Il est possible de voir dans cette expulsion un autre sous-texte. Comme il est indiqué à Kathimerini, les diplomates accusés de, ils ont essayé de diffuser des informations négatives sur la Grèce, ont un impact sur les municipalités, les métropolites et Athos, ont fait « des efforts concertés pour accroître l'influence russe en Grèce, à travers les activités de la Société orthodoxe de Palestine impériale », et tenté en vain de corrompre fonctionnaires du gouvernement. En fait, les Russes étaient accusés de mener des activités de renseignement, mais sous une forme très voilée. Dans la mesure où cela correspond à la réalité, on ne peut que le deviner, mais à propos de telles accusations, il y a encore un aspect d'espionnage dans ce scandale.

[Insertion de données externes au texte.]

//! Request and response types for authorization checks

use crate::error::Result;
use async_trait::async_trait;
use serde::{Deserialize, Serialize};
use std::collections::HashMap;
use warden_core::{OrganizationId, UserId};

/// An access check: may `user_id` perform `action` on `resource`?
#[derive(Debug, Clone, Serialize, Deserialize)]
pub struct CheckRequest {
    /// Subject of the check
    pub user_id: UserId,

    /// Requested action, matched against statement action patterns
    pub action: String,

    /// Requested resource, matched against statement resource patterns
    pub resource: String,

    /// Organization the check runs in
    pub organization_id: OrganizationId,

    /// Organization to impersonate; superusers only
    #[serde(default, skip_serializing_if = "Option::is_none")]
    pub impersonate: Option<OrganizationId>,

    /// Request-supplied variable bindings; instance variables of the
    /// same name take precedence
    #[serde(default, skip_serializing_if = "HashMap::is_empty")]
    pub context: HashMap<String, String>,
}

/// Result of an access check
///
/// A refused check is a successful call with `access: false`; errors
/// are reserved for invalid input and infrastructure failures.
#[derive(Debug, Clone, Copy, PartialEq, Eq, Serialize, Deserialize)]
pub struct Access {
    /// Whether the request is granted
    pub access: bool,
}

/// Allowed actions on a single resource
#[derive(Debug, Clone, PartialEq, Eq, Serialize, Deserialize)]
pub struct ResourceActions {
    /// The resource the actions apply to
    pub resource: String,

    /// Literal allowed actions, sorted, denies already subtracted
    pub actions: Vec<String>,
}

/// Inspection hook invoked after every access check
///
/// The hook sees the request and the provisional result and returns
/// its own verdict. A `false` verdict vetoes an allow; a `true`
/// verdict never turns a deny into an allow. Hook failures fail the
/// check closed.
#[async_trait]
pub trait DecisionHook: Send + Sync {
    /// Inspect a provisional decision and return the hook's verdict
    async fn on_check(&self, request: &CheckRequest, allow: bool) -> Result<bool>;
}
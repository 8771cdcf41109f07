//! # Warden Core
//!
//! Shared types for the Warden access-control service: the directory
//! model (organizations, teams, users), the team hierarchy helpers, and
//! the unified error type used across the workspace.

pub mod error;
pub mod hierarchy;
pub mod types;

// Re-export commonly used types
pub use error::{CoreError, Result};
pub use hierarchy::{PathError, TeamPath};
pub use types::{Metadata, Organization, OrganizationId, Team, TeamId, User, UserId};
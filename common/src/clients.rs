use sqlx::postgres::{PgConnectOptions, PgPoolOptions};
use sqlx::{Pool, Postgres};
use std::str::FromStr;
use std::time::Duration;

const USER_AGENT: &str = concat!("marketing-bot/", env!("CARGO_PKG_VERSION"));

pub async fn get_pg_pool(database_url: &str, max_connections: u32) -> anyhow::Result<Pool<Postgres>> {
    let pg_options = PgConnectOptions::from_str(database_url)?;
    Ok(PgPoolOptions::new()
        .max_connections(max_connections)
        .acquire_timeout(Duration::from_secs(60))
        .connect_with(pg_options)
        .await?)
}

pub fn build_http_client(timeout: Duration) -> reqwest::Result<reqwest::Client> {
    reqwest::Client::builder()
        .timeout(timeout)
        .user_agent(USER_AGENT)
        .build()
}
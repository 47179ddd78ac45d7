//! Discord over the HTTP interactions model: signed requests come in on the
//! API server, replies and channel messages go out over REST.

pub(crate) mod client;
pub(crate) mod model;
pub(crate) mod verify;

pub(crate) use client::{DiscordClient, InteractionReply, Notifier, notify_channel, render_final};
pub(crate) use model::{Interaction, InteractionType, Requester, response};
pub(crate) use verify::SignatureVerifier;
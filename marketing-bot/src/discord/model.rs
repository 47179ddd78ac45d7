//! The subset of Discord's interaction payloads the bot speaks.

use serde::{Deserialize, Serialize};
use serde_json::{Value, json};
use serde_repr::Deserialize_repr;

/// Message flag hiding a reply from everyone but the invoking user.
pub(crate) const EPHEMERAL: u64 = 1 << 6;

#[derive(Debug, Clone, Copy, PartialEq, Eq, Deserialize_repr)]
#[repr(u8)]
pub(crate) enum InteractionType {
    Ping = 1,
    ApplicationCommand = 2,
    MessageComponent = 3,
    ApplicationCommandAutocomplete = 4,
    ModalSubmit = 5,
}

#[derive(Debug, Clone, Deserialize)]
pub(crate) struct User {
    pub(crate) id: String,
    pub(crate) username: String,
    #[serde(default)]
    pub(crate) discriminator: Option<String>,
    #[serde(default)]
    pub(crate) global_name: Option<String>,
}

#[derive(Debug, Clone, Deserialize)]
pub(crate) struct Member {
    #[serde(default)]
    pub(crate) user: Option<User>,
    #[serde(default)]
    pub(crate) nick: Option<String>,
}

#[derive(Debug, Clone, Deserialize)]
pub(crate) struct CommandOption {
    pub(crate) name: String,
    #[serde(default)]
    pub(crate) value: Option<Value>,
}

#[derive(Debug, Clone, Deserialize)]
pub(crate) struct ModalField {
    pub(crate) custom_id: String,
    #[serde(default)]
    pub(crate) value: String,
}

#[derive(Debug, Clone, Deserialize)]
pub(crate) struct ActionRow {
    #[serde(default)]
    pub(crate) components: Vec<ModalField>,
}

/// Union of the command and modal-submit data shapes.
#[derive(Debug, Clone, Default, Deserialize)]
pub(crate) struct InteractionData {
    #[serde(default)]
    pub(crate) name: Option<String>,
    #[serde(default)]
    pub(crate) options: Vec<CommandOption>,
    #[serde(default)]
    pub(crate) custom_id: Option<String>,
    #[serde(default)]
    pub(crate) components: Vec<ActionRow>,
}

#[derive(Debug, Clone, Deserialize)]
pub(crate) struct Interaction {
    pub(crate) id: String,
    #[serde(rename = "type")]
    pub(crate) kind: InteractionType,
    #[serde(default)]
    pub(crate) data: InteractionData,
    #[serde(default)]
    pub(crate) member: Option<Member>,
    /// Set instead of `member` when invoked in a DM.
    #[serde(default)]
    pub(crate) user: Option<User>,
    pub(crate) token: String,
}

/// Identity of whoever triggered a flow, as forwarded to the automations.
#[derive(Debug, Clone, PartialEq, Eq, Serialize)]
#[serde(rename_all = "camelCase")]
pub(crate) struct Requester {
    pub(crate) username: String,
    pub(crate) display_name: String,
    pub(crate) id: String,
    pub(crate) tag: String,
}

impl Interaction {
    pub(crate) fn command_name(&self) -> &str {
        self.data.name.as_deref().unwrap_or_default()
    }

    pub(crate) fn modal_id(&self) -> &str {
        self.data.custom_id.as_deref().unwrap_or_default()
    }

    fn option(&self, name: &str) -> Option<&Value> {
        self.data
            .options
            .iter()
            .find(|option| option.name == name)
            .and_then(|option| option.value.as_ref())
    }

    pub(crate) fn option_str(&self, name: &str) -> Option<&str> {
        self.option(name).and_then(Value::as_str)
    }

    pub(crate) fn option_i64(&self, name: &str) -> Option<i64> {
        self.option(name).and_then(Value::as_i64)
    }

    /// Value typed into the modal text input `custom_id`.
    pub(crate) fn field(&self, custom_id: &str) -> Option<&str> {
        self.data
            .components
            .iter()
            .flat_map(|row| &row.components)
            .find(|field| field.custom_id == custom_id)
            .map(|field| field.value.as_str())
    }

    pub(crate) fn requester(&self) -> Requester {
        let member = self.member.as_ref();
        let Some(user) = member.and_then(|m| m.user.as_ref()).or(self.user.as_ref()) else {
            return Requester {
                username: "unknown".to_string(),
                display_name: "unknown".to_string(),
                id: String::new(),
                tag: "unknown".to_string(),
            };
        };
        let tag = match user.discriminator.as_deref() {
            None | Some("0" | "") => user.username.clone(),
            Some(discriminator) => format!("{}#{discriminator}", user.username),
        };
        let display_name = member
            .and_then(|m| m.nick.clone())
            .or_else(|| user.global_name.clone())
            .unwrap_or_else(|| user.username.clone());
        Requester {
            username: user.username.clone(),
            display_name,
            id: user.id.clone(),
            tag,
        }
    }
}

pub(crate) mod response {
    //! Bodies returned from the interaction endpoint.

    use super::{EPHEMERAL, Value, json};

    pub(crate) fn pong() -> Value {
        json!({ "type": 1 })
    }

    pub(crate) fn message(content: &str) -> Value {
        json!({ "type": 4, "data": { "content": content } })
    }

    pub(crate) fn ephemeral(content: &str) -> Value {
        json!({ "type": 4, "data": { "content": content, "flags": EPHEMERAL } })
    }

    /// A text input inside a modal.
    pub(crate) struct TextInput {
        pub(crate) custom_id: &'static str,
        pub(crate) label: &'static str,
        pub(crate) placeholder: &'static str,
        pub(crate) paragraph: bool,
        pub(crate) max_length: u32,
    }

    pub(crate) fn modal(custom_id: &str, title: &str, inputs: &[TextInput]) -> Value {
        let rows: Vec<Value> = inputs
            .iter()
            .map(|input| {
                json!({
                    "type": 1,
                    "components": [{
                        "type": 4,
                        "custom_id": input.custom_id,
                        "label": input.label,
                        "placeholder": input.placeholder,
                        "style": if input.paragraph { 2 } else { 1 },
                        "max_length": input.max_length,
                        "required": true,
                    }],
                })
            })
            .collect();
        json!({
            "type": 9,
            "data": { "custom_id": custom_id, "title": title, "components": rows },
        })
    }
}

/// Slash command definitions registered at startup.
pub(crate) fn command_definitions() -> Value {
    const STRING: u8 = 3;
    const INTEGER: u8 = 4;
    json!([
        { "name": "marketing", "description": "📋 Cria uma nova solicitação de tarefa de marketing", "type": 1 },
        { "name": "parceria", "description": "🤝 Registra uma nova parceria comercial", "type": 1 },
        {
            "name": "cro",
            "description": "📊 Obtém dados de desempenho das páginas do site via Microsoft Clarity",
            "type": 1,
            "options": [
                {
                    "name": "data_desejada",
                    "description": "Data inicial da consulta (DD/MM/AAAA) - padrão: hoje",
                    "type": STRING,
                    "required": false,
                },
                {
                    "name": "final_da_url_desejada",
                    "description": "Final da URL para análise (ex: credenciamento) - padrão: dados consolidados do site",
                    "type": STRING,
                    "required": false,
                },
            ],
        },
        {
            "name": "leads",
            "description": "📈 Estatísticas do funil de leads",
            "type": 1,
            "options": [
                {
                    "name": "dias",
                    "description": "Período em dias (padrão: 1)",
                    "type": INTEGER,
                    "required": false,
                    "min_value": 1,
                    "max_value": 90,
                },
                {
                    "name": "campanha",
                    "description": "Filtra por campanha",
                    "type": STRING,
                    "required": false,
                },
            ],
        },
        { "name": "midiakit", "description": "🎨 Acessa o mídia kit oficial da 4.events com logos, ícones e materiais audiovisuais", "type": 1 },
        { "name": "apresentações", "description": "📊 Acessa as apresentações comerciais oficiais da 4.events em PDF e editáveis online", "type": 1 },
        { "name": "modelos", "description": "📄 Acessa os modelos de documentos e templates com branding da 4.events", "type": 1 },
        { "name": "capa-linkedin", "description": "🖼️ Acessa a capa oficial da 4.events para LinkedIn dos colaboradores", "type": 1 },
        { "name": "fundo-escritorio", "description": "🖥️ Acessa o papel de parede oficial da 4.events para área de trabalho", "type": 1 },
        { "name": "ping", "description": "🏓 Testa a conectividade do bot", "type": 1 },
        { "name": "help", "description": "❓ Mostra informações de ajuda sobre os comandos", "type": 1 },
    ])
}

#[cfg(test)]
mod tests {
    use super::*;

    fn modal_submit() -> Interaction {
        serde_json::from_value(json!({
            "id": "1",
            "application_id": "app",
            "type": 5,
            "token": "tok",
            "member": {
                "nick": "Ana M.",
                "user": { "id": "42", "username": "ana", "discriminator": "0", "global_name": "Ana" },
            },
            "data": {
                "custom_id": "marketing_modal",
                "components": [
                    { "type": 1, "components": [{ "type": 4, "custom_id": "nome_demanda", "value": "Banner" }] },
                    { "type": 1, "components": [{ "type": 4, "custom_id": "prazo", "value": "25/12/2025" }] },
                ],
            },
        }))
        .unwrap()
    }

    #[test]
    fn reads_modal_fields() {
        let interaction = modal_submit();
        assert_eq!(interaction.kind, InteractionType::ModalSubmit);
        assert_eq!(interaction.modal_id(), "marketing_modal");
        assert_eq!(interaction.field("nome_demanda"), Some("Banner"));
        assert_eq!(interaction.field("prazo"), Some("25/12/2025"));
        assert_eq!(interaction.field("detalhes_demanda"), None);
    }

    #[test]
    fn requester_prefers_nick_and_drops_the_zero_discriminator() {
        let requester = modal_submit().requester();
        assert_eq!(
            requester,
            Requester {
                username: "ana".to_string(),
                display_name: "Ana M.".to_string(),
                id: "42".to_string(),
                tag: "ana".to_string(),
            }
        );
    }

    #[test]
    fn dm_user_with_legacy_discriminator() {
        let interaction: Interaction = serde_json::from_value(json!({
            "id": "1",
            "type": 2,
            "token": "tok",
            "user": { "id": "7", "username": "bob", "discriminator": "1234" },
            "data": { "name": "leads", "options": [{ "name": "dias", "type": 4, "value": 7 }] },
        }))
        .unwrap();

        let requester = interaction.requester();
        assert_eq!(requester.tag, "bob#1234");
        assert_eq!(requester.display_name, "bob");
        assert_eq!(interaction.command_name(), "leads");
        assert_eq!(interaction.option_i64("dias"), Some(7));
        assert_eq!(interaction.option_str("campanha"), None);
    }

    #[test]
    fn ping_payload() {
        let interaction: Interaction =
            serde_json::from_value(json!({ "id": "1", "type": 1, "token": "tok" })).unwrap();
        assert_eq!(interaction.kind, InteractionType::Ping);
        assert_eq!(response::pong(), json!({ "type": 1 }));
    }

    #[test]
    fn ephemeral_replies_carry_the_flag() {
        assert_eq!(
            response::ephemeral("nope"),
            json!({ "type": 4, "data": { "content": "nope", "flags": 64 } })
        );
    }

    #[test]
    fn modal_rows_hold_one_input_each() {
        let modal = response::modal(
            "m",
            "Title",
            &[
                response::TextInput { custom_id: "a", label: "A", placeholder: "", paragraph: false, max_length: 10 },
                response::TextInput { custom_id: "b", label: "B", placeholder: "", paragraph: true, max_length: 20 },
            ],
        );
        assert_eq!(modal["type"], 9);
        assert_eq!(modal["data"]["components"][1]["components"][0]["style"], 2);
    }

    #[test]
    fn every_command_is_defined_once() {
        let definitions = command_definitions();
        let names: Vec<&str> = definitions
            .as_array()
            .unwrap()
            .iter()
            .map(|c| c["name"].as_str().unwrap())
            .collect();
        assert_eq!(
            names,
            [
                "marketing",
                "parceria",
                "cro",
                "leads",
                "midiakit",
                "apresentações",
                "modelos",
                "capa-linkedin",
                "fundo-escritorio",
                "ping",
                "help",
            ]
        );
    }
}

Alexander Mikhailov, membre du Conseil de la politique étrangère et de sécurité, major-général du FSB, a fait remarquer que de tels reproches ressemblent en réalité à des accusations d'espionnage. "Mais nous avons des relations calmes et égales avec la Grèce, quel genre de travail de renseignement peut être discuté contre cela, tout est fait de manière transparente", at-il déclaré à VZGLYAD. À cet égard, il a également exprimé l'avis que les États-Unis pourraient soutenir derrière cela, qui supportent la confrontation de leurs services spéciaux avec la Russie et la Grèce. "Aujourd'hui, il n'y a pas un seul service spécial en Europe qui ne travaille pas sous le contrôle de ses homologues américains. Sans aucun doute, le siloviki grec a coordonné ces problèmes avec les Américains ", a-t-il dit.

"Je ne me souviens pas d'avoir aimé ça dans notre relation. Tout scandale ne contribue à rien de bon, et tout dépend de la façon dont il va se développer ", a déclaré Mikhaïlov. Cela peut avoir un effet négatif sur les services de renseignement russes et les positions diplomatiques en Grèce, car la situation dans ce pays devient de moins en moins favorable.